Go through the records, and copy each line in which the string "Rect" is present.
··· Dataset records ···
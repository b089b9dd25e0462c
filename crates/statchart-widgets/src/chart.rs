//! The stat chart widget: grid, spokes, labels, and overlaid layer
//! polygons painted against a [`Canvas`].

use crate::canvas::{Canvas, TextStyle};
use statchart_core::{Axis, ChartConfig, ChartEditor, Color, Fill, Point, PolarLayout, Rect};

/// Fraction of the half-extent reserved for the drawing radius; the rest
/// is label room.
const RADIUS_FRACTION: f32 = 0.8;

/// Stat chart widget.
///
/// Owns layout bounds and presentation config; layer data stays in the
/// [`ChartEditor`] and is borrowed per paint so every paint reflects the
/// current session state.
#[derive(Debug, Clone)]
pub struct StatChart {
    config: ChartConfig,
    bounds: Rect,
}

impl StatChart {
    /// Create a chart with the default configuration.
    #[must_use]
    pub fn new() -> Self {
        Self {
            config: ChartConfig::default(),
            bounds: Rect::default(),
        }
    }

    /// Replace the configuration.
    #[must_use]
    pub fn with_config(mut self, config: ChartConfig) -> Self {
        self.config = config;
        self
    }

    /// The active configuration.
    #[must_use]
    pub fn config(&self) -> &ChartConfig {
        &self.config
    }

    /// Cache the widget bounds for subsequent paints.
    pub fn layout(&mut self, bounds: Rect) {
        self.bounds = bounds;
    }

    /// Current draw-surface center.
    #[must_use]
    pub fn center(&self) -> Point {
        self.config
            .center_override
            .unwrap_or_else(|| self.bounds.center())
    }

    /// Current drawing radius: the distance from center to a full-scale
    /// vertex.
    #[must_use]
    pub fn drawing_radius(&self) -> f32 {
        (self.bounds.width.min(self.bounds.height) / 2.0) * RADIUS_FRACTION
    }

    /// The polar layout for the current bounds.
    #[must_use]
    pub fn polar_layout(&self) -> PolarLayout {
        PolarLayout::new(self.center(), self.drawing_radius(), Axis::COUNT)
    }

    /// Paint the chart: grid, axis spokes, labels, then every layer
    /// oldest-first so newer layers stack on top.
    pub fn paint(&self, editor: &ChartEditor, canvas: &mut dyn Canvas) {
        if self.bounds.width < 1.0 || self.bounds.height < 1.0 {
            return;
        }

        let layout = self.polar_layout();
        let max = editor.global_max_with_floor(self.config.min_scale);

        let grid_color = Color::new(0.3, 0.3, 0.3, 1.0);
        let label_style = TextStyle {
            color: Color::new(0.2, 0.2, 0.2, 1.0),
            ..TextStyle::default()
        };

        if self.config.show_grid {
            for &level in &self.config.grid_levels {
                let ring = layout.ring(level);
                canvas.draw_path(&ring, true, grid_color, 1.0);
            }
            for vertex in layout.ring(1.0) {
                canvas.draw_line(layout.center, vertex, grid_color, 1.0);
            }
        }

        if self.config.show_labels {
            for axis in Axis::ALL {
                let anchor = layout.label_anchor(
                    axis.index(),
                    self.config.label_radius_factor,
                    self.config.label_offset_px,
                );
                let nudge = self.config.axis_nudges[axis.index()];
                canvas.draw_text(axis.label(), anchor + nudge, &label_style);
            }
        }

        for layer in editor.layers() {
            let polygon = layout.polygon(layer.stats.values(), max);

            match layer.fill(self.config.fill_alpha) {
                Fill::Solid(color) => canvas.fill_polygon(&polygon, color),
                Fill::Conic { stops } => {
                    canvas.fill_polygon_conic(&polygon, layout.center, &stops);
                }
            }
            canvas.draw_path(&polygon, true, layer.border_color(), 2.0);
        }

        if self.config.show_values {
            self.paint_values(editor, &layout, canvas);
        }
    }

    /// Numeric value text for the active layer, just beyond each vertex.
    fn paint_values(&self, editor: &ChartEditor, layout: &PolarLayout, canvas: &mut dyn Canvas) {
        let layer = editor.active_layer();
        let style = TextStyle {
            color: layer.border_color(),
            size: 12.0,
        };
        for axis in Axis::ALL {
            let value = layer.stats.get(axis);
            let anchor = layout.label_anchor(axis.index(), 1.0, 6.0);
            canvas.draw_text(&format_value(value), anchor, &style);
        }
    }
}

impl Default for StatChart {
    fn default() -> Self {
        Self::new()
    }
}

/// Format a stat value for display: integers without a decimal point,
/// everything else with one decimal place.
fn format_value(value: f64) -> String {
    if (value - value.round()).abs() < 1e-9 {
        format!("{}", value.round() as i64)
    } else {
        format!("{value:.1}")
    }
}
···
** Problem solution **
use statchart_core::{Axis, ChartConfig, ChartEditor, Color, Fill, Point, PolarLayout, Rect};
    bounds: Rect,
            bounds: Rect::default(),
    pub fn layout(&mut self, bounds: Rect) {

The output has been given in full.